Em cada um de seus restaurantes, uma peculiaridade: enquanto a tradicional Famiglia Mancini conserva a aparência das tradicionais cantinas italianas, o Walter Mancini Ristoranti encanta com o seu tom sofisticado e com um bar de dar inveja a qualquer outro estabelecimento. Há ainda a Pizzaria Famiglia Mancini, sempre com suas filas enormes, o Jeremias, O Bar, inspirado no personagem de Ziraldo e com quadrinhos por toda a parede e a Central 22, que vai além das lanchonetes convencionais, complementando a diversidade gastronômica da rua Avanhandava.

Mas se você ficou com água na boca, um aviso: prepare o bolso. Todas essas delícias culinárias em ambientes incríveis não vão sair por menos de R$ 100,00 – fora couvert, estacionamento e etc, afinal não nos esqueçamos que ainda estamos no centro da cidade, em uma das regiões mais perigosas de São Paulo.

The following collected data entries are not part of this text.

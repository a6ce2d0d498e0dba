use macroquad::prelude::*;
use std::future::poll_fn;
use std::task::Poll;

use log::{info, warn};

use roomcrawl::config::GameConfig;
use roomcrawl::game::{Session, TickOutcome};
use roomcrawl::player::InputSnapshot;
use roomcrawl::room_manager::RoomManager;
use roomcrawl::shop::UpgradeKind;

mod render;

use render::{RenderContext, draw_banner, draw_hud, draw_player, draw_room, draw_shop_menu, show_loading};

const CONFIG_PATH: &str = "config/game.yaml";
const CAMERA_DRAG: f32 = 5.0;
const CAMERA_FOV: f32 = 800.0;
const LOADING_SPIN_SPEED: f32 = 3.0;
const SHOP_KEYS: [KeyCode; 4] = [KeyCode::Key1, KeyCode::Key2, KeyCode::Key3, KeyCode::Key4];

#[derive(Clone, Copy, Debug, PartialEq, Eq)]
enum Screen {
    Playing,
    Paused,
    Shop,
    GameOver,
}

fn window_conf() -> Conf {
    Conf {
        window_title: "roomcrawl".to_owned(),
        window_width: 1280,
        window_height: 768,
        sample_count: 1,
        ..Default::default()
    }
}

async fn await_with_loading<F, T>(future: F, label: &str, spin: &mut f32) -> T
where
    F: std::future::Future<Output = T>,
{
    let mut future = std::pin::pin!(future);
    loop {
        let polled = poll_fn(|cx| Poll::Ready(future.as_mut().poll(cx))).await;
        match polled {
            Poll::Ready(value) => return value,
            Poll::Pending => {
                *spin += LOADING_SPIN_SPEED * get_frame_time();
                show_loading(label, *spin).await;
            }
        }
    }
}

async fn new_session(config: &GameConfig, spin: &mut f32) -> Session {
    let (rooms, outcomes) = await_with_loading(RoomManager::initialize(config), "Loading rooms", spin).await;
    let fallbacks = outcomes.iter().filter(|o| o.is_fallback()).count();
    if fallbacks > 0 {
        warn!("{fallbacks} room(s) use built-in layouts after map errors");
    }
    info!("session ready with {} rooms", rooms.room_count());
    Session::new(rooms, config)
}

fn load_config() -> GameConfig {
    match GameConfig::load(CONFIG_PATH) {
        Ok(config) => config,
        Err(err) => {
            warn!("using default config: {err}");
            GameConfig::default()
        }
    }
}

fn capture_input(camera: &Camera2D) -> InputSnapshot {
    let axis = |neg: [KeyCode; 2], pos: [KeyCode; 2]| {
        let held = |keys: [KeyCode; 2]| keys.iter().any(|k| is_key_down(*k));
        held(pos) as i32 as f32 - held(neg) as i32 as f32
    };
    let move_axis = vec2(
        axis([KeyCode::A, KeyCode::Left], [KeyCode::D, KeyCode::Right]),
        axis([KeyCode::W, KeyCode::Up], [KeyCode::S, KeyCode::Down]),
    );
    InputSnapshot {
        move_axis,
        joystick: Vec2::ZERO,
        aim: camera.screen_to_world(mouse_position().into()),
        melee_pressed: is_mouse_button_pressed(MouseButton::Left),
        javelin_pressed: is_mouse_button_pressed(MouseButton::Right) || is_key_pressed(KeyCode::E),
        potion_pressed: is_key_pressed(KeyCode::Space),
        pause_pressed: is_key_pressed(KeyCode::Escape) || is_key_pressed(KeyCode::M),
    }
}

fn handle_shop_keys(session: &mut Session) -> bool {
    if is_key_pressed(KeyCode::Enter) || is_key_pressed(KeyCode::Escape) {
        return false;
    }
    let kind = if is_key_down(KeyCode::LeftShift) || is_key_down(KeyCode::RightShift) {
        UpgradeKind::Armor
    } else {
        UpgradeKind::Weapon
    };
    for (slot, key) in SHOP_KEYS.iter().enumerate() {
        if !is_key_pressed(*key) {
            continue;
        }
        match session.shop.buy(kind, slot + 1, &mut session.player) {
            Ok(tier) => info!("bought {}", tier.name),
            Err(err) => info!("purchase refused: {err}"),
        }
    }
    true
}

fn camera_zoom_for_fov(view_height: f32) -> Vec2 {
    let view_h = view_height.max(1.0);
    let aspect = screen_width().max(1.0) / screen_height().max(1.0);
    let view_w = view_h * aspect;
    vec2(2.0 / view_w, 2.0 / view_h)
}

#[macroquad::main(window_conf)]
async fn main() {
    env_logger::Builder::from_env(env_logger::Env::default().default_filter_or("info")).init();

    let mut loading_spin = 0.0f32;
    show_loading("Loading", loading_spin).await;

    let config = load_config();
    let mut session = new_session(&config, &mut loading_spin).await;
    let mut screen = Screen::Playing;

    let mut camera = Camera2D {
        target: session.player.position(),
        zoom: camera_zoom_for_fov(CAMERA_FOV),
        ..Default::default()
    };

    let mut fps = 0;
    let mut fps_timer = 0.0f32;
    let mut elapsed = 0.0f64;

    loop {
        let dt = get_frame_time();
        let input = capture_input(&camera);

        match screen {
            Screen::Playing if input.pause_pressed => screen = Screen::Paused,
            Screen::Playing => {
                elapsed += dt as f64;
                if is_key_pressed(KeyCode::Q) {
                    session.player.auto_attack = !session.player.auto_attack;
                }
                match session.tick(dt, &input) {
                    TickOutcome::ShopOpened => screen = Screen::Shop,
                    TickOutcome::PlayerDied => {
                        info!("player died in room {}", session.rooms.current_index());
                        screen = Screen::GameOver;
                    }
                    TickOutcome::RoomChanged(_) | TickOutcome::Continue => {}
                }
            }
            Screen::Paused if input.pause_pressed => screen = Screen::Playing,
            Screen::Paused => {}
            Screen::Shop => {
                if !handle_shop_keys(&mut session) {
                    screen = Screen::Playing;
                }
            }
            Screen::GameOver => {
                if is_key_pressed(KeyCode::R) {
                    session = new_session(&config, &mut loading_spin).await;
                    camera.target = session.player.position();
                    elapsed = 0.0;
                    screen = Screen::Playing;
                }
            }
        }

        camera.zoom = camera_zoom_for_fov(CAMERA_FOV);
        let follow = 1.0 - (-CAMERA_DRAG * dt).exp();
        camera.target += (session.player.position() - camera.target) * follow;

        set_camera(&camera);
        clear_background(BLACK);
        let ctx = RenderContext {
            camera: &camera,
            player: &session.player,
            time: elapsed,
        };
        draw_room(session.rooms.current_room(), &ctx);
        draw_player(&ctx);

        set_default_camera();
        draw_hud(&ctx, session.rooms.current_index(), session.rooms.room_count());
        match screen {
            Screen::Shop => draw_shop_menu(&session.shop, &session.player),
            Screen::Paused => draw_banner("Paused", "Esc or M to resume"),
            Screen::GameOver => draw_banner("You died", "R to restart"),
            Screen::Playing => {}
        }

        fps_timer += dt;
        if fps_timer >= 1.0 {
            fps = get_fps();
            fps_timer = 0.0;
        }
        draw_text(&format!("FPS: {fps}"), screen_width() - 140.0, 40.0, 30.0, WHITE);
        next_frame().await;
    }
}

Mas não na rua dos Mancini, que parece ter construído seu cantinho de paraíso, para a sorte e, aos mesmo tempo, pesar dos moradores da ruazinha: “Eles trazem beleza e segurança pra cá, mas é como se eu morasse de favor no meu apartamento, não tenho direito nem de estacionar o carro”, relembra Maria da Penha, moradora de um prédio no final da Avanhandava.

Entre os prós e contras, o fato é que Walter Mancini criou uma rua à parte de todo o centro, transformando-a em mais do que uma referência gastronômica, um ponto turístico.